:: INPUT RECORDS

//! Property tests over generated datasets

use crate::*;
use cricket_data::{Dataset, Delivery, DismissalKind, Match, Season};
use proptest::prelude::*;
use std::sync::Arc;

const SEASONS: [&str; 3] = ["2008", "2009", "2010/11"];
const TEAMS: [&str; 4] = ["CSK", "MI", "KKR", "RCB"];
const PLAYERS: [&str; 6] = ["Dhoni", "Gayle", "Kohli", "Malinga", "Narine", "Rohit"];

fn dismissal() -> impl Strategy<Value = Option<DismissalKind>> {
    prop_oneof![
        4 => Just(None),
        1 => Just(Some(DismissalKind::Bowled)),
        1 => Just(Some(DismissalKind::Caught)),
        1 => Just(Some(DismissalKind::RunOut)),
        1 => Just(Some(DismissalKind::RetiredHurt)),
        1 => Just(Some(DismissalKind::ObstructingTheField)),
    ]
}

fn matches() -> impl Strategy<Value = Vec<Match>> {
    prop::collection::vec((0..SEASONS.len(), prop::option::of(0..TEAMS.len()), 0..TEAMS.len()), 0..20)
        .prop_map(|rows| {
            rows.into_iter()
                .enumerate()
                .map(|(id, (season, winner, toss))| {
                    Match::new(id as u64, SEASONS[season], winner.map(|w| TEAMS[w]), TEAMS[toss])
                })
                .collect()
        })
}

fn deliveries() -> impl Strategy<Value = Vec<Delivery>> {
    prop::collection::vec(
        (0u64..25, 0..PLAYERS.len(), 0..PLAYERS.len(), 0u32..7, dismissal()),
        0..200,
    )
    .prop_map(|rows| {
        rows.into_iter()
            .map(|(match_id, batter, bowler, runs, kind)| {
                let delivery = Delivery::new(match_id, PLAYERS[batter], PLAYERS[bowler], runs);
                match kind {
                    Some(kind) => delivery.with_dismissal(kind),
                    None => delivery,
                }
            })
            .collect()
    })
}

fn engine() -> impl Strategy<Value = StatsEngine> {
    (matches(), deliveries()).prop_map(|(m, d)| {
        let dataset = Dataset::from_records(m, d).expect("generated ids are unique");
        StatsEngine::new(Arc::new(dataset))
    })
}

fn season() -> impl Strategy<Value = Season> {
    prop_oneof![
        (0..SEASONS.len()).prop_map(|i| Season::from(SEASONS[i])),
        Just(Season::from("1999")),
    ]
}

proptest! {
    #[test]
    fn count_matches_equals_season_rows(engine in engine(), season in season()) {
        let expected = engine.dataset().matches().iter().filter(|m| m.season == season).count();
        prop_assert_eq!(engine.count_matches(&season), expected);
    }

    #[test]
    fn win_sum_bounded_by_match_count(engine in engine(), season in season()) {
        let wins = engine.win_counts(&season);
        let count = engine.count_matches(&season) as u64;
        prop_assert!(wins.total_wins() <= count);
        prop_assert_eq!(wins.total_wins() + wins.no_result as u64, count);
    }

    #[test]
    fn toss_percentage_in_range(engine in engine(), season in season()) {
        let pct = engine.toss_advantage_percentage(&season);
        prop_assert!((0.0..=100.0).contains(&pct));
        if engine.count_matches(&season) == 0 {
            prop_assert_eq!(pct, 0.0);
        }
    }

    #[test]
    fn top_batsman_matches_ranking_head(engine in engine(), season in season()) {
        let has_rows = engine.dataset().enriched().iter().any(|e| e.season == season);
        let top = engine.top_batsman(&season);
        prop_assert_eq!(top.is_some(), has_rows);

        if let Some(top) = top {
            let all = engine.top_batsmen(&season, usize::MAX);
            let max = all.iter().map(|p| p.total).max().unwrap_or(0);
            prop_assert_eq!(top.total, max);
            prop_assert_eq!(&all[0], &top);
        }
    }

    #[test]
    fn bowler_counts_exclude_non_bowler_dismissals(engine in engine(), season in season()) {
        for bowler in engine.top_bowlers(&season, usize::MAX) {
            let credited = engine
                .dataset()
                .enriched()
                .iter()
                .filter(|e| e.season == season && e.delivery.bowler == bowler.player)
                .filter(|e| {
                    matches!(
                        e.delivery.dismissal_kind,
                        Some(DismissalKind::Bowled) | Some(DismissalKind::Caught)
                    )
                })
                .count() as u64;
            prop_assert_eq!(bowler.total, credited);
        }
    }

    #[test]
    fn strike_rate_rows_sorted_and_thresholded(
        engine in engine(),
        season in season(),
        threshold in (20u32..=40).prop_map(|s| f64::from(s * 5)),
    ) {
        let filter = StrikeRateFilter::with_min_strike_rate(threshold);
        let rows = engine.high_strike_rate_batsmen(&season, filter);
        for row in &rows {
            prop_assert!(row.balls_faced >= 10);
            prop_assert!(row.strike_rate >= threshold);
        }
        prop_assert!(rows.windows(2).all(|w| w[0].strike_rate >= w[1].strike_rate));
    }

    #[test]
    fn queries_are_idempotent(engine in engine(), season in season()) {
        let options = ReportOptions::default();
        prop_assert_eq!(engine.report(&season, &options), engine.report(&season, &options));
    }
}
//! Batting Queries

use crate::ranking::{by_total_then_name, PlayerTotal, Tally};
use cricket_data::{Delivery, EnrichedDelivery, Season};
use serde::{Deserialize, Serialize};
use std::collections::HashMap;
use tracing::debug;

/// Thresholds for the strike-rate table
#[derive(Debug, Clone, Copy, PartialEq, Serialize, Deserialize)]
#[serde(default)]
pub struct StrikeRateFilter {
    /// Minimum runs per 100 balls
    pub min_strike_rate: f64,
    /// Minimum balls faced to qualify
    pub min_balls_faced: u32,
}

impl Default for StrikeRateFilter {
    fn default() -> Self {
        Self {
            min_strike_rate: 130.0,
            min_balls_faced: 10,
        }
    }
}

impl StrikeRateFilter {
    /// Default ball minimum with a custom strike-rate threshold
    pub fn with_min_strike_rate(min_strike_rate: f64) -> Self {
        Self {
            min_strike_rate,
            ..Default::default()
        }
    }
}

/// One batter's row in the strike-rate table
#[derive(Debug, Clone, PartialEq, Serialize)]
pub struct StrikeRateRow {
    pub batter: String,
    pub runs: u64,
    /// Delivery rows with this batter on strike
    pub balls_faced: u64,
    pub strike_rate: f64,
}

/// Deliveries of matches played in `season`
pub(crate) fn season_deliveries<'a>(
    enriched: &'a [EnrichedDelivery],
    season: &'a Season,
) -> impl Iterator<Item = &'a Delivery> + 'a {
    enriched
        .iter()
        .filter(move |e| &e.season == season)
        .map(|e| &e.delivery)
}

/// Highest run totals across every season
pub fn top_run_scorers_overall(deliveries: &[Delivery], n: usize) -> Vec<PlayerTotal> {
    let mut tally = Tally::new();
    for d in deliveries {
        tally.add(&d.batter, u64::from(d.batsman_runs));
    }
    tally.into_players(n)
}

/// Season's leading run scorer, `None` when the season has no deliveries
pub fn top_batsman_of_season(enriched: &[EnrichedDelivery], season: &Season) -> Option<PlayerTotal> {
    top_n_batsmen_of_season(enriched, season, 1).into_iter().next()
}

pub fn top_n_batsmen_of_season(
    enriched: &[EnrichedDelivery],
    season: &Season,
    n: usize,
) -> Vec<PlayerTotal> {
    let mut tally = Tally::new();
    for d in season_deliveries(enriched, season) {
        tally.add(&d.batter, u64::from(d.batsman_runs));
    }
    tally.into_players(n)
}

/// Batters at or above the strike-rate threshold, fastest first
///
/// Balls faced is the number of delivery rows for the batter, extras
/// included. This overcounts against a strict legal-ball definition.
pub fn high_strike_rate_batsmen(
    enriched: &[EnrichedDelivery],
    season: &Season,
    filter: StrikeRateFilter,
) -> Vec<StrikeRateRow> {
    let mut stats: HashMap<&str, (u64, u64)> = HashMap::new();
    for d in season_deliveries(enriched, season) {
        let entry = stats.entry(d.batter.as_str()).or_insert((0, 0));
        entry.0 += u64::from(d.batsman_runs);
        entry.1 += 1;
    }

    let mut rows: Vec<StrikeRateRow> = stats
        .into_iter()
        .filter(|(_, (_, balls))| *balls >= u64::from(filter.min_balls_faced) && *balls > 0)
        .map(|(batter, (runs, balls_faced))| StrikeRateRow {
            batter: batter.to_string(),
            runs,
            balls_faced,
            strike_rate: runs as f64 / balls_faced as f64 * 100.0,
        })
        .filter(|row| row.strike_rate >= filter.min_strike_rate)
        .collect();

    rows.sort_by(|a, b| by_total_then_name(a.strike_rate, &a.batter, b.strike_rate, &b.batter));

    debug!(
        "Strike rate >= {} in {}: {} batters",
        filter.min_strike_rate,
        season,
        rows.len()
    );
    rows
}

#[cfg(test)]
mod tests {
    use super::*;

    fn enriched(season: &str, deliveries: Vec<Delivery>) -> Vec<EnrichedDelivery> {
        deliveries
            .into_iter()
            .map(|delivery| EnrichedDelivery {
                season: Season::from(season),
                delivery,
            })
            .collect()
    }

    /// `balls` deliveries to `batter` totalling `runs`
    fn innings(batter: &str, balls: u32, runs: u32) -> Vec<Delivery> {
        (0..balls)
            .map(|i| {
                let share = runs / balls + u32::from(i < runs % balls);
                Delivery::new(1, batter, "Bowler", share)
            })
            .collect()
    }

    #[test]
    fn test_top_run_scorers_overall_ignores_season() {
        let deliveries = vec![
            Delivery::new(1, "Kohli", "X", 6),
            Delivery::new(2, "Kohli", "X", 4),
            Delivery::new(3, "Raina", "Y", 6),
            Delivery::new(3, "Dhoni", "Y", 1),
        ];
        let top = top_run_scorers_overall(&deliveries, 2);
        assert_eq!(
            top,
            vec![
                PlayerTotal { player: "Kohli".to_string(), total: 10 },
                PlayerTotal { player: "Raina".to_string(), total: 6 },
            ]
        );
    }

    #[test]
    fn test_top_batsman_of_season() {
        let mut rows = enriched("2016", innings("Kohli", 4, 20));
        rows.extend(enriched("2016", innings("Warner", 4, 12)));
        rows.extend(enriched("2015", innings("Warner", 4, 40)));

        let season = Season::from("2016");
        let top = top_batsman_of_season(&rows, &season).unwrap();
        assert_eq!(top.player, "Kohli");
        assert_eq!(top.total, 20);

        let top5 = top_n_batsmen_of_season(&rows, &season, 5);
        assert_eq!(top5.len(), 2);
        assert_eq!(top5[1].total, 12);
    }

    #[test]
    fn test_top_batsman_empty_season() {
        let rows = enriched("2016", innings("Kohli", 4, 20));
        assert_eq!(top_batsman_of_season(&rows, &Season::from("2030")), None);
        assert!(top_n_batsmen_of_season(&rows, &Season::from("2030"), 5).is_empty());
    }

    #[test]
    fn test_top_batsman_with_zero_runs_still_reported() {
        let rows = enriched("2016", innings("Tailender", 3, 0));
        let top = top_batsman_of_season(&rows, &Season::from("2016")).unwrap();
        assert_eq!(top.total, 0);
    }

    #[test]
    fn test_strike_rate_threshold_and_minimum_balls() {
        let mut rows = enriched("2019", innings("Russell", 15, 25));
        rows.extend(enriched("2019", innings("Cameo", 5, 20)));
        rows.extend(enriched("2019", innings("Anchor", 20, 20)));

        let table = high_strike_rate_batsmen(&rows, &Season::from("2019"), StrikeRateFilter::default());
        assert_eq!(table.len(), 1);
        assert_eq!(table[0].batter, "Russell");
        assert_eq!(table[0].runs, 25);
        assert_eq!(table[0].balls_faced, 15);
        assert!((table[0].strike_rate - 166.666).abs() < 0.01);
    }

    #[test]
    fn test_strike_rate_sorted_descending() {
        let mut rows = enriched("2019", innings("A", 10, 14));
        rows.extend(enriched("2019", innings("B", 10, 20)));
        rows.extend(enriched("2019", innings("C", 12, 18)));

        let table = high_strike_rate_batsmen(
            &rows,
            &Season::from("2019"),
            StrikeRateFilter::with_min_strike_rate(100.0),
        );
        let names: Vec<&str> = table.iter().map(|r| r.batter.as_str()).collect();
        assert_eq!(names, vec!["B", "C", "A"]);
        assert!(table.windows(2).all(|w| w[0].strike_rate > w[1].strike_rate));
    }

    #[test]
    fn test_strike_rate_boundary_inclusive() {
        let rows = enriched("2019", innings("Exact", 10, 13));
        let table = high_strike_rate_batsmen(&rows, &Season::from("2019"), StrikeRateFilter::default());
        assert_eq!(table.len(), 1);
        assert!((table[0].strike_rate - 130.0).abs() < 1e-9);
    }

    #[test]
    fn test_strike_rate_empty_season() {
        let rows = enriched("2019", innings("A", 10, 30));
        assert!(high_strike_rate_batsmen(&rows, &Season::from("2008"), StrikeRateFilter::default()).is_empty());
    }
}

::::
:: INPUT RECORDS

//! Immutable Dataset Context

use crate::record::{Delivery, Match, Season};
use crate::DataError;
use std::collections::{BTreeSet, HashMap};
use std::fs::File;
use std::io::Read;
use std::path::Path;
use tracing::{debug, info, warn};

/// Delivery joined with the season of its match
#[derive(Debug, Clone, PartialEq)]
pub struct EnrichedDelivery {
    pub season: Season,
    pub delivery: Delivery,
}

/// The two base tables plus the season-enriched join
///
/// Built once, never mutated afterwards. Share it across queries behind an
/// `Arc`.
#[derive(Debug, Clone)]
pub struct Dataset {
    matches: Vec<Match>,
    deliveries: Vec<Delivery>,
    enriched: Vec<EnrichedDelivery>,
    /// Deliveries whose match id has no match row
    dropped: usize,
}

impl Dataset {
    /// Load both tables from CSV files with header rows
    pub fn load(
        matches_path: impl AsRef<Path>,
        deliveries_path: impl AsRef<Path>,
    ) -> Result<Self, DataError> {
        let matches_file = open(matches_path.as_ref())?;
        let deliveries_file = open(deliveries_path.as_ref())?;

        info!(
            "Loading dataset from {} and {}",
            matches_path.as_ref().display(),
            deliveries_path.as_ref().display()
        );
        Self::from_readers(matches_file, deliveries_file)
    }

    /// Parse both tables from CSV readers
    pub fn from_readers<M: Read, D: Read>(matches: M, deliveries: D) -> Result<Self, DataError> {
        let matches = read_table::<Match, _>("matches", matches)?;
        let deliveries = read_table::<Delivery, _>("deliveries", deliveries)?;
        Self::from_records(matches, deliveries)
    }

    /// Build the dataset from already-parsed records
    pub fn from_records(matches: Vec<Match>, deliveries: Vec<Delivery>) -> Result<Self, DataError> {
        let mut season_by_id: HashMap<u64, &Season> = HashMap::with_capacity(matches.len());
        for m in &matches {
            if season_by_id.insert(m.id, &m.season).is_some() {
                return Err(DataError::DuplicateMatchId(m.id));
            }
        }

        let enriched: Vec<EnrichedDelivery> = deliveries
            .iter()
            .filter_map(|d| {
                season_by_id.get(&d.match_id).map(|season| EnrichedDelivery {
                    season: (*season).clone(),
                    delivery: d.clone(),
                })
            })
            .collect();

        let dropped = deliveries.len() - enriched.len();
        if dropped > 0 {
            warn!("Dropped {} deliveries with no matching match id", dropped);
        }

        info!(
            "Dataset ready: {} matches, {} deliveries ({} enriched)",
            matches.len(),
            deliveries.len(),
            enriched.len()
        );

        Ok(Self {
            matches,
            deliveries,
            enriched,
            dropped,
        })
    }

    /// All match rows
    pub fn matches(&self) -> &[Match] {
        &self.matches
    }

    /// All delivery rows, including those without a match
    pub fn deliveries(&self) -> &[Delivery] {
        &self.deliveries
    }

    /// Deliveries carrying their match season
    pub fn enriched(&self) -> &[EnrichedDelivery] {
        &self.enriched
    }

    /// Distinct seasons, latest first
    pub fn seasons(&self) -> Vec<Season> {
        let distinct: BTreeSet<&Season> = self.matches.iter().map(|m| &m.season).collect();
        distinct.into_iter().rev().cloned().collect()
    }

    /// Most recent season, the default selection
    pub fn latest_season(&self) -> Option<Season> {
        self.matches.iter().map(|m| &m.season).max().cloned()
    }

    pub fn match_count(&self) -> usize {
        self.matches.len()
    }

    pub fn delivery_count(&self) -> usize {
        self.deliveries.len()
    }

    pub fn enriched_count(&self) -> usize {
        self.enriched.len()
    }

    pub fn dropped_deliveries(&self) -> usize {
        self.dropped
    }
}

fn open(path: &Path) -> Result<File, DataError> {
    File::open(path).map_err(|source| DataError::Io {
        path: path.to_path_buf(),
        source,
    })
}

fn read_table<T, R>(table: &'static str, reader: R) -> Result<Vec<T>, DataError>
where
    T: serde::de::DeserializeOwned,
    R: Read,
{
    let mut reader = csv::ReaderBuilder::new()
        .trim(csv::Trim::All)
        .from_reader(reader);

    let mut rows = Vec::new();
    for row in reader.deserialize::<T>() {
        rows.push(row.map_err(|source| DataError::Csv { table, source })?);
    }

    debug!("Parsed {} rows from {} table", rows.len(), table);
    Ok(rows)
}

::::

ACTIVITY:
From the material above, retype precisely the lines between the line holding "over generated datasets" and the line holding "const PLAYERS: [&str;", inclusive, and nothing beyond them.

COMPLETED TASK:
//! Property tests over generated datasets

use crate::*;
use cricket_data::{Dataset, Delivery, DismissalKind, Match, Season};
use proptest::prelude::*;
use std::sync::Arc;

const SEASONS: [&str; 3] = ["2008", "2009", "2010/11"];
const TEAMS: [&str; 4] = ["CSK", "MI", "KKR", "RCB"];
const PLAYERS: [&str; 6] = ["Dhoni", "Gayle", "Kohli", "Malinga", "Narine", "Rohit"];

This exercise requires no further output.